I'm posting this for my students in the class I teach on scientific controversies. One of the fundamental principles of any debate is to define your terms in a way that's intellectually honest and consistent. In the case of the creation/evolution debate, if there's actually a scientific controversy (there isn't) then everyone should be using the best scientific definition of evolution.
In his latest book, Signature in the Cell, Meyer refers to "modern" evolutionary theory as "neo-Darwinism." He never defines it but it's clear that he thinks of neo-Darwinism as the idea that mutation and natural selection are all there is to evolution. It's clear that Stephen Meyer has not read any modern textbook on evolution.

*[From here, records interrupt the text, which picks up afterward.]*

/// The built-in catalog, pre-normalized and ready to key a session cache.
pub fn seed_records() -> Vec<DiagnosticRecord> {
    vec![
        record(
            "P0300",
            "Random/Multiple Cylinder Misfire Detected",
            "The engine control module has detected misfires occurring across multiple cylinders or in a random pattern rather than in one specific cylinder.",
            "Your engine is stumbling in more than one cylinder. Driving on a misfire can melt the catalytic converter, so get this looked at soon.",
            &["Rough idle", "Engine shaking or stumbling", "Flashing check engine light", "Loss of power under load"],
            &["Worn spark plugs or coils", "Vacuum leak", "Low fuel pressure", "Clogged fuel injectors"],
            Severity::High,
            "Ignition / Misfire",
            SafetyStatus::Caution,
            "$150 - $1,200",
            DiyDifficulty::Moderate,
            &["P0301", "P0302", "P0303", "P0304"],
        ),
        record(
            "P0301",
            "Cylinder 1 Misfire Detected",
            "The engine control module has detected repeated misfires isolated to cylinder number one.",
            "Cylinder 1 is misfiring. Often it's just a spark plug or coil, but don't ignore it.",
            &["Rough idle", "Hesitation on acceleration", "Check engine light"],
            &["Failed spark plug", "Failed ignition coil", "Leaking fuel injector", "Low compression in cylinder 1"],
            Severity::High,
            "Ignition / Misfire",
            SafetyStatus::Caution,
            "$100 - $800",
            DiyDifficulty::Moderate,
            &["P0300", "P0302"],
        ),
        record(
            "P0171",
            "System Too Lean (Bank 1)",
            "The air-fuel mixture on engine bank 1 contains more air than the target ratio, and fuel trim has hit its correction limit.",
            "Your engine is getting too much air or too little fuel. Usually a vacuum leak or a dirty sensor.",
            &["Rough idle", "Hesitation", "Poor fuel economy", "Check engine light"],
            &["Vacuum leak", "Dirty mass air flow sensor", "Weak fuel pump", "Clogged fuel filter"],
            Severity::Medium,
            "Fuel & Air Metering",
            SafetyStatus::Safe,
            "$100 - $600",
            DiyDifficulty::Moderate,
            &["P0174", "P0101"],
        ),
        record(
            "P0174",
            "System Too Lean (Bank 2)",
            "The air-fuel mixture on engine bank 2 contains more air than the target ratio, and fuel trim has hit its correction limit.",
            "Same lean condition as P0171, but on the other side of a V-type engine.",
            &["Rough idle", "Hesitation", "Poor fuel economy"],
            &["Vacuum leak", "Dirty mass air flow sensor", "Weak fuel pump"],
            Severity::Medium,
            "Fuel & Air Metering",
            SafetyStatus::Safe,
            "$100 - $600",
            DiyDifficulty::Moderate,
            &["P0171"],
        ),
        record(
            "P0420",
            "Catalyst System Efficiency Below Threshold (Bank 1)",
            "The downstream oxygen sensor shows the catalytic converter on bank 1 is no longer storing oxygen efficiently.",
            "Your catalytic converter isn't cleaning the exhaust like it should. The car is fine to drive, but it will fail an emissions test.",
            &["Check engine light", "Slight loss of power", "Sulfur smell from exhaust", "Failed emissions test"],
            &["Aging catalytic converter", "Exhaust leak upstream of the sensor", "Failing oxygen sensor", "Engine misfires sending raw fuel into the catalyst"],
            Severity::Medium,
            "Emissions",
            SafetyStatus::Safe,
            "$400 - $2,400",
            DiyDifficulty::Hard,
            &["P0430", "P0171"],
        ),
        record(
            "P0430",
            "Catalyst System Efficiency Below Threshold (Bank 2)",
            "The downstream oxygen sensor shows the catalytic converter on bank 2 is no longer storing oxygen efficiently.",
            "Same catalytic converter problem as P0420, but on the other engine bank.",
            &["Check engine light", "Sulfur smell from exhaust", "Failed emissions test"],
            &["Aging catalytic converter", "Exhaust leak", "Failing oxygen sensor"],
            Severity::Medium,
            "Emissions",
            SafetyStatus::Safe,
            "$400 - $2,400",
            DiyDifficulty::Hard,
            &["P0420"],
        ),
        record(
            "P0442",
            "Evaporative Emission System Leak Detected (Small Leak)",
            "The evaporative emissions system has detected a small leak in the fuel vapor containment system.",
            "Fuel vapor is escaping somewhere, often just a loose gas cap. Cheap to check, harmless to drive with.",
            &["Check engine light", "Faint fuel smell"],
            &["Loose or worn gas cap", "Cracked EVAP hose", "Failing purge valve"],
            Severity::Low,
            "Evaporative Emissions",
            SafetyStatus::Safe,
            "$0 - $350",
            DiyDifficulty::Easy,
            &["P0455", "P0456"],
        ),
        record(
            "P0455",
            "Evaporative Emission System Leak Detected (Large Leak)",
            "The evaporative emissions system has detected a large leak, most commonly a missing or badly seated fuel cap.",
            "A big vapor leak, nine times out of ten it's the gas cap. Tighten it and see if the light clears.",
            &["Check engine light", "Fuel smell near the car"],
            &["Missing or loose gas cap", "Disconnected EVAP hose", "Cracked charcoal canister"],
            Severity::Low,
            "Evaporative Emissions",
            SafetyStatus::Safe,
            "$0 - $400",
            DiyDifficulty::Easy,
            &["P0442", "P0457"],
        ),
        record(
            "P0401",
            "Exhaust Gas Recirculation Flow Insufficient",
            "The EGR system is not flowing enough exhaust gas back into the intake to meet the commanded rate.",
            "The valve that recirculates exhaust is sticking or clogged with carbon. Common on higher-mileage engines.",
            &["Pinging under acceleration", "Rough idle", "Check engine light"],
            &["Carbon-clogged EGR passages", "Stuck EGR valve", "Failed EGR vacuum solenoid"],
            Severity::Medium,
            "Emissions",
            SafetyStatus::Safe,
            "$150 - $500",
            DiyDifficulty::Moderate,
            &["P0402", "P0404"],
        ),
        record(
            "P0101",
            "Mass Air Flow Circuit Range/Performance",
            "The mass air flow sensor reading disagrees with what the engine control module expects for the current throttle and RPM.",
            "The sensor that measures incoming air is reading wrong, often it just needs cleaning.",
            &["Hesitation", "Rough idle", "Hard starting", "Poor fuel economy"],
            &["Contaminated MAF sensor element", "Air leak between MAF and throttle", "Failing MAF sensor"],
            Severity::Medium,
            "Fuel & Air Metering",
            SafetyStatus::Safe,
            "$50 - $400",
            DiyDifficulty::Easy,
            &["P0171", "P0102"],
        ),
        record(
            "P0113",
            "Intake Air Temperature Sensor Circuit High",
            "The intake air temperature sensor is reporting an implausibly high resistance, which reads as extremely cold air.",
            "A temperature sensor in the intake has an open circuit. Usually a cheap sensor or a loose connector.",
            &["Check engine light", "Slightly rich running", "Hard cold starts"],
            &["Unplugged or corroded connector", "Failed IAT sensor", "Broken wiring"],
            Severity::Low,
            "Fuel & Air Metering",
            SafetyStatus::Safe,
            "$30 - $150",
            DiyDifficulty::Easy,
            &["P0112"],
        ),
        record(
            "P0128",
            "Coolant Thermostat Below Regulating Temperature",
            "The engine coolant is taking too long to reach operating temperature, indicating the thermostat is stuck open.",
            "Your engine runs cold because the thermostat is stuck open. Wastes fuel and wears the engine faster.",
            &["Temperature gauge reads low", "Weak cabin heat", "Poor fuel economy"],
            &["Stuck-open thermostat", "Low coolant level", "Failed coolant temperature sensor"],
            Severity::Low,
            "Engine Cooling",
            SafetyStatus::Safe,
            "$80 - $300",
            DiyDifficulty::Moderate,
            &["P0125"],
        ),
        record(
            "P0133",
            "O2 Sensor Circuit Slow Response (Bank 1, Sensor 1)",
            "The upstream oxygen sensor on bank 1 is switching between rich and lean more slowly than specification.",
            "The front oxygen sensor is getting lazy with age. Fuel economy suffers until it's replaced.",
            &["Poor fuel economy", "Check engine light", "Occasional rough idle"],
            &["Aged oxygen sensor", "Exhaust leak near the sensor", "Silicone or oil contamination"],
            Severity::Low,
            "Emissions",
            SafetyStatus::Safe,
            "$100 - $300",
            DiyDifficulty::Moderate,
            &["P0135", "P0420"],
        ),
        record(
            "P0217",
            "Engine Overheat Condition",
            "The engine control module has recorded coolant temperature above the critical overheat threshold.",
            "Your engine overheated. Stop driving: continuing can warp the head or blow the head gasket.",
            &["Temperature gauge pegged high", "Steam from the hood", "Loss of power", "Coolant smell"],
            &["Low coolant from a leak", "Failed water pump", "Stuck-closed thermostat", "Failed radiator fan"],
            Severity::Critical,
            "Engine Cooling",
            SafetyStatus::StopImmediately,
            "$150 - $3,000",
            DiyDifficulty::Hard,
            &["P0128", "P0118"],
        ),
        record(
            "P0500",
            "Vehicle Speed Sensor Malfunction",
            "The vehicle speed sensor signal is missing or implausible compared to engine speed and throttle data.",
            "The computer has lost the speed signal. The speedometer and shifting may act up.",
            &["Erratic or dead speedometer", "Harsh or late shifts", "ABS light"],
            &["Failed speed sensor", "Damaged sensor wiring", "Faulty instrument cluster"],
            Severity::Medium,
            "Vehicle Speed & Idle Control",
            SafetyStatus::Caution,
            "$100 - $350",
            DiyDifficulty::Moderate,
            &["P0501", "P0503"],
        ),
        record(
            "P0562",
            "System Voltage Low",
            "The engine control module has observed battery or charging system voltage below the minimum operating threshold.",
            "Your charging system is undercharging. The car may stall or fail to restart.",
            &["Dim lights", "Battery warning light", "Hard starting", "Stalling"],
            &["Worn alternator", "Slipping accessory belt", "Corroded battery terminals", "Aged battery"],
            Severity::High,
            "Charging System",
            SafetyStatus::Caution,
            "$150 - $800",
            DiyDifficulty::Moderate,
            &["P0563", "P0620"],
        ),
        record(
            "P0606",
            "Engine Control Module Processor Fault",
            "The engine control module has failed its internal processor self-test.",
            "The engine computer itself reported an internal fault. Have it professionally diagnosed before replacing anything.",
            &["Check engine light", "Stalling", "No-start conditions", "Erratic engine behavior"],
            &["Internal ECM failure", "Corroded ECM grounds", "Voltage spikes from jump starting"],
            Severity::High,
            "Computer & Output Circuits",
            SafetyStatus::Caution,
            "$500 - $1,500",
            DiyDifficulty::Hard,
            &["P0601", "P0605"],
        ),
        record(
            "P0700",
            "Transmission Control System Malfunction",
            "The transmission control module has detected a fault and requested the check engine light; a transmission-specific code is stored alongside.",
            "Your transmission computer logged a problem. This code is the messenger, a scan will show the real fault underneath.",
            &["Check engine light", "Harsh shifting", "Transmission stuck in one gear"],
            &["Transmission solenoid fault", "Low transmission fluid", "Internal transmission wear", "TCM wiring issues"],
            Severity::High,
            "Transmission",
            SafetyStatus::Caution,
            "$100 - $2,500",
            DiyDifficulty::Hard,
            &["P0740", "P0750"],
        ),
        record(
            "P0740",
            "Torque Converter Clutch Circuit Malfunction",
            "The torque converter clutch solenoid circuit is open, shorted, or the clutch is failing to engage.",
            "The part that locks the transmission to the engine at cruise isn't engaging. Expect worse fuel economy and possible shudder.",
            &["Shudder at highway speed", "Higher RPM at cruise", "Poor fuel economy", "Transmission overheating"],
            &["Failed TCC solenoid", "Degraded transmission fluid", "Worn torque converter"],
            Severity::Medium,
            "Transmission",
            SafetyStatus::Caution,
            "$200 - $1,500",
            DiyDifficulty::Hard,
            &["P0700", "P0741"],
        ),
        record(
            "C0035",
            "Left Front Wheel Speed Sensor Circuit",
            "The ABS module has lost or distrusts the signal from the left front wheel speed sensor.",
            "A wheel sensor for the ABS has failed. Normal brakes still work, but ABS and traction control may be offline.",
            &["ABS warning light", "Traction control light", "ABS engaging at low speed"],
            &["Failed wheel speed sensor", "Damaged tone ring", "Corroded sensor wiring"],
            Severity::Medium,
            "Chassis / ABS",
            SafetyStatus::Caution,
            "$120 - $350",
            DiyDifficulty::Moderate,
            &["C0040", "C0050"],
        ),
        record(
            "B0081",
            "Passenger Seat Occupancy Sensor Fault",
            "The airbag control module has detected a fault in the passenger seat occupant classification sensor.",
            "The sensor that decides whether to arm the passenger airbag is faulty. The airbag may not deploy correctly.",
            &["Airbag warning light", "Passenger airbag-off indicator stuck"],
            &["Failed occupancy sensor mat", "Connector damage under the seat", "Airbag module fault"],
            Severity::High,
            "Body / Restraints",
            SafetyStatus::Caution,
            "$200 - $900",
            DiyDifficulty::Hard,
            &["B0001"],
        ),
        record(
            "U0100",
            "Lost Communication With Engine Control Module",
            "Another module on the CAN bus is unable to communicate with the engine control module.",
            "The car's computers have stopped talking to the engine computer. Can cause a no-start; needs proper diagnosis.",
            &["No-start", "Multiple warning lights", "Stalling", "Gauges dropping out"],
            &["CAN bus wiring fault", "Failed ECM", "Poor ECM power or ground", "Aftermarket electronics interference"],
            Severity::High,
            "Network Communication",
            SafetyStatus::Caution,
            "$100 - $1,200",
            DiyDifficulty::Hard,
            &["U0101", "U0121"],
        ),
    ]
}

Watch the video and see how Meyer explains evolution to his mostly scientifically illiterate audience. At 6 minutes he says, "What we want to address tonight is the question of whether or not the principle neo-Darwinian mechanism of mutation and selection is sufficient to produce the forms of life that we see."
The scientific answer to this question is "no," mutation and selection are not sufficient. You also need random genetic drift, speciation, and geological events such as meteor impacts and ice ages in order to account for life as we see it today. (That's not an exclusive list, see Macroevolution.)
Meyer, and the next speaker, Richard Sternberg, are criticizing the ability of natural selection to explain the evolution of new forms in just a few million years. Most of their criticisms would apply to ALL explanations of evolution and not just those that rely only on mutation and natural selection but their arguments are much weakened by their lack of knowledge of modern evolutionary theory. It seems easy for them to knock down the strawman version of evolution that they don't believe in.
If there's a genuine scientific controversy here, you'll never learn about it by listening to these IDiots. However, it's worth noting that the quality of debate in the evolution/creation wars has improved considerably over the past thirty years. It used to be the case that any college student could instantly recognize the main flaws in the creationist position. Today, the average college biology student would have a great deal of difficulty debating Stephen Meyer, Richard Sternberg, Michael Behe, or Doug Axe. (Jonathan Wells? Not so much.) In part, that's because the average college student doesn't know enough about evolution. We aren't doing a very good job of teaching evolution.